**Data records:**
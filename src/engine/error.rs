//! Error types for the status engine.
//!
//! Configuration gaps and rejected transitions are not errors; they come
//! back as values (`NextStatuses::fallback`, `TransitionOutcome::Rejected`).

use super::types::ItemId;
use thiserror::Error;

/// Result type alias for engine operations.
pub type Result<T> = std::result::Result<T, EngineError>;

#[derive(Debug, Error)]
pub enum EngineError {
    /// Invalid arguments to a public operation.
    #[error("Contract violation: {0}")]
    ContractViolation(String),

    /// A referenced workflow, status, scope or item does not exist.
    #[error("{kind} not found: {reference}")]
    NotFound { kind: &'static str, reference: String },

    /// A collaborator could not be reached or queried.
    #[error("Collaborator unavailable: {0}")]
    Unavailable(String),

    /// The stored item moved on since it was read.
    #[error("Item {item} was modified concurrently (expected version {expected}, found {found})")]
    Conflict { item: ItemId, expected: i64, found: i64 },

    /// Workflow configuration rejected at edit time.
    #[error("Invalid configuration: {0}")]
    InvalidConfiguration(String),

    #[error("Storage error: {0}")]
    Storage(#[from] rusqlite::Error),
}

impl EngineError {
    #[must_use]
    pub fn not_found(kind: &'static str, reference: impl ToString) -> Self {
        Self::NotFound {
            kind,
            reference: reference.to_string(),
        }
    }

    /// Stable code for programmatic handling.
    #[must_use]
    pub fn code(&self) -> &'static str {
        match self {
            Self::ContractViolation(_) => "CONTRACT_VIOLATION",
            Self::NotFound { .. } => "NOT_FOUND",
            Self::Unavailable(_) => "UNAVAILABLE",
            Self::Conflict { .. } => "CONFLICT",
            Self::InvalidConfiguration(_) => "INVALID_CONFIGURATION",
            Self::Storage(_) => "STORAGE",
        }
    }

    /// True for failures of the lookup or persistence collaborator.
    ///
    /// A version conflict counts: the caller retries it like an outage.
    #[must_use]
    pub fn is_collaborator_failure(&self) -> bool {
        matches!(
            self,
            Self::Unavailable(_) | Self::Conflict { .. } | Self::Storage(_)
        )
    }
}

**Problem to solve:** Restate all of the material exactly.

**Answer section:**
filename src/engine/error.rs
//! Error types for the status engine.
//!
//! Configuration gaps and rejected transitions are not errors; they come
//! back as values (`NextStatuses::fallback`, `TransitionOutcome::Rejected`).

use super::types::ItemId;
use thiserror::Error;

/// Result type alias for engine operations.
pub type Result<T> = std::result::Result<T, EngineError>;

#[derive(Debug, Error)]
pub enum EngineError {
    /// Invalid arguments to a public operation.
    #[error("Contract violation: {0}")]
    ContractViolation(String),

    /// A referenced workflow, status, scope or item does not exist.
    #[error("{kind} not found: {reference}")]
    NotFound { kind: &'static str, reference: String },

    /// A collaborator could not be reached or queried.
    #[error("Collaborator unavailable: {0}")]
    Unavailable(String),

    /// The stored item moved on since it was read.
    #[error("Item {item} was modified concurrently (expected version {expected}, found {found})")]
    Conflict { item: ItemId, expected: i64, found: i64 },

    /// Workflow configuration rejected at edit time.
    #[error("Invalid configuration: {0}")]
    InvalidConfiguration(String),

    #[error("Storage error: {0}")]
    Storage(#[from] rusqlite::Error),
}

impl EngineError {
    #[must_use]
    pub fn not_found(kind: &'static str, reference: impl ToString) -> Self {
        Self::NotFound {
            kind,
            reference: reference.to_string(),
        }
    }

    /// Stable code for programmatic handling.
    #[must_use]
    pub fn code(&self) -> &'static str {
        match self {
            Self::ContractViolation(_) => "CONTRACT_VIOLATION",
            Self::NotFound { .. } => "NOT_FOUND",
            Self::Unavailable(_) => "UNAVAILABLE",
            Self::Conflict { .. } => "CONFLICT",
            Self::InvalidConfiguration(_) => "INVALID_CONFIGURATION",
            Self::Storage(_) => "STORAGE",
        }
    }

    /// True for failures of the lookup or persistence collaborator.
    ///
    /// A version conflict counts: the caller retries it like an outage.
    #[must_use]
    pub fn is_collaborator_failure(&self) -> bool {
        matches!(
            self,
            Self::Unavailable(_) | Self::Conflict { .. } | Self::Storage(_)
        )
    }
}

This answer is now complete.